Description of the task => Each record below should be written out again exactly.

Material for this exercise =>
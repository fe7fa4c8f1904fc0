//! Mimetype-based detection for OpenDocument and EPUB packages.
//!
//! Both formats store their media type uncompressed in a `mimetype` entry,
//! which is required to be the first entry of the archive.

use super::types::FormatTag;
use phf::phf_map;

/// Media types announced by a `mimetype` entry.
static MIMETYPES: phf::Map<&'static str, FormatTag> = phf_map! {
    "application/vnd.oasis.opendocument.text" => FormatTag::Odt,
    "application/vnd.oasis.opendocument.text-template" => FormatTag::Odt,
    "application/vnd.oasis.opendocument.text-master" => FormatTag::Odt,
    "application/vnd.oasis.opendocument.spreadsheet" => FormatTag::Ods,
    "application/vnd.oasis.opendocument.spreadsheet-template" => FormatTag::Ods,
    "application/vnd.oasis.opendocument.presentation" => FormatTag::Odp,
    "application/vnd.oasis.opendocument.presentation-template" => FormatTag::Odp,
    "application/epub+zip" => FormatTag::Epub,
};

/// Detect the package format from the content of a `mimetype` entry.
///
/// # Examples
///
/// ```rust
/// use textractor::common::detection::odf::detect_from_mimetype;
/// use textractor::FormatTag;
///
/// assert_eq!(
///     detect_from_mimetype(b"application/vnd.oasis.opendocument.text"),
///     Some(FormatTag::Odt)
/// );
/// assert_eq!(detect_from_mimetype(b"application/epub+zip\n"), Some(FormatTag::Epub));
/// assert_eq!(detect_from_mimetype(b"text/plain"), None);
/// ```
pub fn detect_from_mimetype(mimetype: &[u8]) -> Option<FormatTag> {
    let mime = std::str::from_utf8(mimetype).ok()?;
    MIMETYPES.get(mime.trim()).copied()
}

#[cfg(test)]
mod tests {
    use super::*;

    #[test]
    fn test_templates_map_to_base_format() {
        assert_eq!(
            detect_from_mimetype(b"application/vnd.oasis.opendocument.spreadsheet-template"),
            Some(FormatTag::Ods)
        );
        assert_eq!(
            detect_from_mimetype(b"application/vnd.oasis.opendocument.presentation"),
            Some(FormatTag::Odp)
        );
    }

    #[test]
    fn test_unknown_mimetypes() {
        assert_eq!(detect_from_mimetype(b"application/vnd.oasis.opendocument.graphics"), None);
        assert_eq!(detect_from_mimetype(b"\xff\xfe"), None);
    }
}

Exercise output =>
repository fe7fa4c8f1904fc0
//! Mimetype-based detection for OpenDocument and EPUB packages.
//!
//! Both formats store their media type uncompressed in a `mimetype` entry,
//! which is required to be the first entry of the archive.

use super::types::FormatTag;
use phf::phf_map;

/// Media types announced by a `mimetype` entry.
static MIMETYPES: phf::Map<&'static str, FormatTag> = phf_map! {
    "application/vnd.oasis.opendocument.text" => FormatTag::Odt,
    "application/vnd.oasis.opendocument.text-template" => FormatTag::Odt,
    "application/vnd.oasis.opendocument.text-master" => FormatTag::Odt,
    "application/vnd.oasis.opendocument.spreadsheet" => FormatTag::Ods,
    "application/vnd.oasis.opendocument.spreadsheet-template" => FormatTag::Ods,
    "application/vnd.oasis.opendocument.presentation" => FormatTag::Odp,
    "application/vnd.oasis.opendocument.presentation-template" => FormatTag::Odp,
    "application/epub+zip" => FormatTag::Epub,
};

/// Detect the package format from the content of a `mimetype` entry.
///
/// # Examples
///
/// ```rust
/// use textractor::common::detection::odf::detect_from_mimetype;
/// use textractor::FormatTag;
///
/// assert_eq!(
///     detect_from_mimetype(b"application/vnd.oasis.opendocument.text"),
///     Some(FormatTag::Odt)
/// );
/// assert_eq!(detect_from_mimetype(b"application/epub+zip\n"), Some(FormatTag::Epub));
/// assert_eq!(detect_from_mimetype(b"text/plain"), None);
/// ```
pub fn detect_from_mimetype(mimetype: &[u8]) -> Option<FormatTag> {
    let mime = std::str::from_utf8(mimetype).ok()?;
    MIMETYPES.get(mime.trim()).copied()
}

#[cfg(test)]
mod tests {
    use super::*;

    #[test]
    fn test_templates_map_to_base_format() {
        assert_eq!(
            detect_from_mimetype(b"application/vnd.oasis.opendocument.spreadsheet-template"),
            Some(FormatTag::Ods)
        );
        assert_eq!(
            detect_from_mimetype(b"application/vnd.oasis.opendocument.presentation"),
            Some(FormatTag::Odp)
        );
    }

    #[test]
    fn test_unknown_mimetypes() {
        assert_eq!(detect_from_mimetype(b"application/vnd.oasis.opendocument.graphics"), None);
        assert_eq!(detect_from_mimetype(b"\xff\xfe"), None);
    }
}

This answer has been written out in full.